Thirty years ago, several thousand civilians in the northern Salvadoran community of Santa Marta quickly gathered a few belongings and fled the US-funded Salvadoran military as it burned their houses and fields in an early stage of the country’s twelve-year civil war. Dozens were killed as they crossed the Lempa River into refugee camps in Honduras.
Today, residents of this area, some born in those Honduran refugee camps, are fighting US and Canadian mining companies eager to extract the rich veins of gold buried near the Lempa River, the water source for more than half of El Salvador’s 6.2 million people. Once again, civilians have been killed or are receiving death threats.
The communities’ goal: to make El Salvador the first nation to ban gold mining. We traveled to El Salvador in April to find out if this struggle to keep gold in the ground can be won. Our investigation led us from rural communities in the country’s gold belt to ministries of the new progressive government in San Salvador and ultimately to free trade agreements and a tribunal tucked away inside the World Bank in Washington, DC.
We were greeted at the airport by Miguel Rivera, a quiet man in his early 30s whose face is dominated by dark, sad eyes.
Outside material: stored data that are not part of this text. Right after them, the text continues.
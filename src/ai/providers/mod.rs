pub mod gemini;

use crate::types::ContextTurn;
use async_trait::async_trait;
use thiserror::Error;

pub use gemini::GeminiProvider;

/// A single failed request to the model service. There is no retry anywhere;
/// every failure is terminal for that request.
#[derive(Debug, Error)]
pub enum ProviderError {
    #[error("request to the model service failed: {0}")]
    Transport(#[from] reqwest::Error),
    #[error("model service returned HTTP {status}: {body}")]
    Api { status: u16, body: String },
    #[error("could not read the model response envelope: {0}")]
    Envelope(#[from] serde_json::Error),
}

/// The two call shapes this app needs from a generative-model service.
///
/// Implementations issue exactly one outbound request per call. Returned
/// text may be empty when the service answered without producing any
/// candidate; callers decide what an empty reply means for their screen.
#[async_trait]
pub trait ModelProvider: Send + Sync {
    /// One generation call constrained to `schema`, returning the raw JSON
    /// text the model produced.
    async fn generate_structured(
        &self,
        prompt: &str,
        schema: &serde_json::Value,
    ) -> Result<String, ProviderError>;

    /// One multi-turn chat completion: `system_instruction` establishes the
    /// persona, `history` is replayed as prior turns, `message` is the
    /// newest user turn.
    async fn chat(
        &self,
        system_instruction: &str,
        history: &[ContextTurn],
        message: &str,
    ) -> Result<String, ProviderError>;
}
Miguel is the brother of anti-mining community leader Marcelo Rivera, who was disappeared—tortured and assassinated—in June 2009 in a manner reminiscent of the death squads of the 1980s civil war. We had first met Miguel in October 2009, when he and four others active in El Salvador’s National Roundtable on Mining traveled to Washington to receive the Institute for Policy Studies’ Letelier-Moffitt Human Rights Award, a prize that brought international recognition to this struggle.
As we drove on the mountainous roads that lead to Santa Marta and other towns in the northern department of Cabañas, we commented on the starkly eroded parched hills that look like landslides waiting to happen. “We are the second most environmentally degraded country in the Americas after Haiti,” Miguel explained through an interpreter. “How did you come to oppose mining?” we asked. Miguel pointed to our water bottle and said simply: “Just like you, water is our priority.” Over the next days, we would hear testimonies from dozens of people in Cabañas, many of whom are risking their lives in the struggle against mining. Almost all started or ended their stories with some variation of Miguel’s answer: “Water for life,” for drinking, for fishing, for farming—and not just for Cabañas but for the whole country.
Miguel drove us to the office of his employer, ADES (the Social and Economic Development Association), where local people talked with us late into the night about how they had come to oppose mining. ADES organizer Vidalina Morales acknowledged that “initially, we thought mining was good and it was going to help us out of poverty…through jobs and development.”
The mining corporation that had come to Cabañas was the Vancouver-based Pacific Rim, one of several dozen companies interested in obtaining mining “exploitation” permits in the Lempa River watershed. In 2002 Pacific Rim acquired a firm that already had an exploration license for a Cabañas site bearing the promising name El Dorado. That license gave Pacific Rim the right to use such techniques as sinking exploratory wells to determine just how lucrative the site would be.